Data items:
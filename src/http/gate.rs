//! The gate: per-request authorization pipeline.
//!
//! # Data Flow
//! ```text
//! request
//!     → host (400 MISSING_HOST)
//!     → ServiceRegistry::resolve (502 NO_SERVICE)
//!     → SessionResolver::get_session (302 NO_SESSION)
//!     → store policy + policy::resolve (403 DENY)
//!     → RateLimiter::check (429 RATE_LIMIT)
//!     → RequestForwarder::forward (upstream status, or 502/504 UPSTREAM_ERROR)
//! ```
//!
//! # Design Decisions
//! - The pipeline returns `Result<Response, GatewayError>`; the handler is
//!   the single exit point, so each request yields exactly one access log
//!   entry and one metrics observation
//! - The access record is filled in as the pipeline learns the host,
//!   service and user, so rejections carry whatever was known
//! - Audit writes are queued, never awaited
//! - No lock is held across an await

use axum::body::Body;
use axum::extract::{ConnectInfo, State};
use axum::http::{header, Request, StatusCode};
use axum::response::{IntoResponse, Response};
use chrono::Utc;
use std::net::SocketAddr;
use std::sync::Arc;
use std::time::Instant;

use crate::error::GatewayError;
use crate::http::forward::{ForwardAs, RequestForwarder};
use crate::http::request::request_id;
use crate::http::response::login_redirect;
use crate::observability::{metrics, AuditSink};
use crate::routing::host::request_host;
use crate::routing::ServiceRegistry;
use crate::security::headers::client_ip;
use crate::security::rate_limit::now_ms;
use crate::security::{policy, RateLimitKey, RateLimiter};
use crate::session::{SessionResolver, SessionUser};
use crate::store::{AccessLogEntry, BlockedReason, Store, User};

const GATEBACK: &str = "/_gateback";
const GATEFRONT: &str = "/_gatefront";

/// Path prefixes owned by the gateway's own frontend.
pub const RESERVED_PREFIXES: [&str; 2] = [GATEBACK, GATEFRONT];

/// Settings the gate reads per request.
#[derive(Debug, Clone)]
pub struct GateSettings {
    pub login_url: String,
    pub frontend_upstream: Option<String>,
    pub rate_limit_enabled: bool,
}

/// Everything the gate handler needs. Cheap to clone.
#[derive(Clone)]
pub struct GatewayState {
    pub registry: Arc<ServiceRegistry>,
    pub store: Arc<dyn Store>,
    pub sessions: Arc<dyn SessionResolver>,
    pub limiter: Arc<RateLimiter>,
    pub forwarder: RequestForwarder,
    pub audit: AuditSink,
    pub settings: Arc<GateSettings>,
}

/// Access record under construction.
struct AccessRecord {
    entry: AccessLogEntry,
}

impl AccessRecord {
    fn begin(request: &Request<Body>, peer: Option<SocketAddr>) -> Self {
        let headers = request.headers();
        Self {
            entry: AccessLogEntry {
                id: uuid::Uuid::new_v4().to_string(),
                created_at: Utc::now(),
                host: String::new(),
                path: request.uri().path().to_string(),
                method: request.method().to_string(),
                status: 0,
                upstream: None,
                blocked_reason: None,
                user_id: None,
                service_id: None,
                ip: client_ip(headers, peer),
                user_agent: headers
                    .get(header::USER_AGENT)
                    .and_then(|v| v.to_str().ok())
                    .map(str::to_string),
            },
        }
    }

    fn finish(mut self, status: StatusCode, blocked_reason: Option<BlockedReason>) -> AccessLogEntry {
        self.entry.status = status.as_u16();
        self.entry.blocked_reason = blocked_reason;
        self.entry
    }
}

/// Entry point for every proxied request.
pub async fn gate_handler(State(state): State<GatewayState>, request: Request<Body>) -> Response {
    let start = Instant::now();
    let method = request.method().to_string();
    let path = request.uri().path().to_string();

    let response = if reserved_prefix(&path).is_some() {
        serve_reserved(&state, request).await
    } else {
        gate(&state, request).await
    };

    metrics::record_request(&method, &path, response.status().as_u16(), start);
    response
}

/// Run the pipeline and emit the access record for its outcome.
async fn gate(state: &GatewayState, request: Request<Body>) -> Response {
    let peer = request
        .extensions()
        .get::<ConnectInfo<SocketAddr>>()
        .map(|ConnectInfo(addr)| *addr);
    let request_id = request_id(request.headers()).to_string();
    let mut record = AccessRecord::begin(&request, peer);

    let (response, blocked_reason) = match run_pipeline(state, request, &mut record).await {
        Ok(response) => (response, None),
        Err(error) => {
            log_rejection(&request_id, &record, &error);
            if let GatewayError::Upstream(e) = &error {
                metrics::record_upstream_error(e.kind());
            }
            let reason = error.blocked_reason();
            (error.into_response(), reason)
        }
    };

    state.audit.record(record.finish(response.status(), blocked_reason));
    response
}

/// The pipeline proper. Every early return is a `GatewayError`.
async fn run_pipeline(
    state: &GatewayState,
    request: Request<Body>,
    record: &mut AccessRecord,
) -> Result<Response, GatewayError> {
    let host = request_host(request.headers(), request.uri()).ok_or(GatewayError::MissingHost)?;
    record.entry.host = host.clone();

    let service = state
        .registry
        .resolve(&host)
        .await?
        .ok_or_else(|| GatewayError::NoUpstream {
            host: host.clone(),
            hint: state.registry.source().describe(),
        })?;
    record.entry.service_id = Some(service.id.clone());
    record.entry.upstream = Some(service.upstream.clone());

    let session = match state.sessions.get_session(request.headers()).await {
        Ok(Some(session)) => {
            metrics::record_auth_event("success", "session_ok");
            session
        }
        Ok(None) => {
            metrics::record_auth_event("failure", "no_session");
            return Err(no_session(state, &request));
        }
        Err(e) => {
            tracing::warn!(host = %host, error = %e, "Session lookup failed, treating as signed out");
            metrics::record_auth_event("failure", "session_error");
            return Err(no_session(state, &request));
        }
    };
    let user_id = session.user.id.clone();
    record.entry.user_id = Some(user_id.clone());
    remember_user(state, &session.user).await;

    let stored_policy = state.store.find_policy(&user_id, &service.id).await?;
    let effective = policy::resolve(&service, stored_policy.as_ref());
    if !effective.allow {
        return Err(GatewayError::PolicyDenied);
    }

    if state.settings.rate_limit_enabled {
        if let Some((window_sec, max)) = effective.rate_limit() {
            let now = now_ms();
            let key = RateLimitKey::new(user_id.as_str(), service.id.as_str());
            let decision = state.limiter.check_at(&key, window_sec, max, now);
            if !decision.allowed {
                metrics::record_rate_limited(record.entry.ip.as_deref());
                return Err(GatewayError::RateLimited {
                    limit: decision.limit,
                    retry_after: decision.retry_after_secs(now),
                });
            }
        }
    }

    let response = state
        .forwarder
        .forward(
            request,
            &service.upstream,
            ForwardAs {
                host: &host,
                user_id: &user_id,
                service_id: &service.id,
            },
        )
        .await?;
    Ok(response)
}

fn no_session(state: &GatewayState, request: &Request<Body>) -> GatewayError {
    let path_and_query = request
        .uri()
        .path_and_query()
        .map(|pq| pq.as_str())
        .unwrap_or("/");
    GatewayError::NoSession {
        location: login_redirect(&state.settings.login_url, path_and_query),
    }
}

/// Record the user on first sight. Failures never block the request.
async fn remember_user(state: &GatewayState, user: &SessionUser) {
    let record = User {
        id: user.id.clone(),
        email: user.email.clone(),
        name: user.name.clone(),
        role: user.role.clone(),
        banned: false,
        created_at: Utc::now(),
    };
    match state.store.insert_user_if_absent(record).await {
        Ok(true) => tracing::info!(user_id = %user.id, "Recorded new user"),
        Ok(false) => {}
        Err(e) => tracing::warn!(user_id = %user.id, error = %e, "Failed to record user"),
    }
}

fn log_rejection(request_id: &str, record: &AccessRecord, error: &GatewayError) {
    let entry = &record.entry;
    match error {
        GatewayError::Upstream(_) | GatewayError::Store(_) => tracing::error!(
            request_id = %request_id,
            host = %entry.host,
            service_id = ?entry.service_id,
            user_id = ?entry.user_id,
            error = %error,
            "Request failed"
        ),
        GatewayError::MissingHost | GatewayError::NoUpstream { .. } => tracing::warn!(
            request_id = %request_id,
            host = %entry.host,
            error = %error,
            "Request rejected"
        ),
        _ => tracing::debug!(
            request_id = %request_id,
            host = %entry.host,
            service_id = ?entry.service_id,
            user_id = ?entry.user_id,
            error = %error,
            "Request rejected"
        ),
    }
}

fn reserved_prefix(path: &str) -> Option<&'static str> {
    RESERVED_PREFIXES.into_iter().find(|prefix| {
        path.strip_prefix(prefix)
            .is_some_and(|rest| rest.is_empty() || rest.starts_with('/'))
    })
}

/// Ungated handling of the gateway's own paths. Without a frontend
/// upstream they do not exist, so the login redirect target can never
/// redirect again.
async fn serve_reserved(state: &GatewayState, request: Request<Body>) -> Response {
    let Some(upstream) = &state.settings.frontend_upstream else {
        return (StatusCode::NOT_FOUND, "Not Found").into_response();
    };

    match state.forwarder.forward_raw(request, upstream).await {
        Ok(response) => response,
        Err(e) => {
            tracing::error!(upstream = %upstream, error = %e, "Frontend upstream request failed");
            metrics::record_upstream_error(e.kind());
            GatewayError::Upstream(e).into_response()
        }
    }
}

ASSIGNMENT: All lines above that include the word "Result" should be located and copied.

SOLUTION FOR THIS PROBLEM:
//! - The pipeline returns `Result<Response, GatewayError>`; the handler is
) -> Result<Response, GatewayError> {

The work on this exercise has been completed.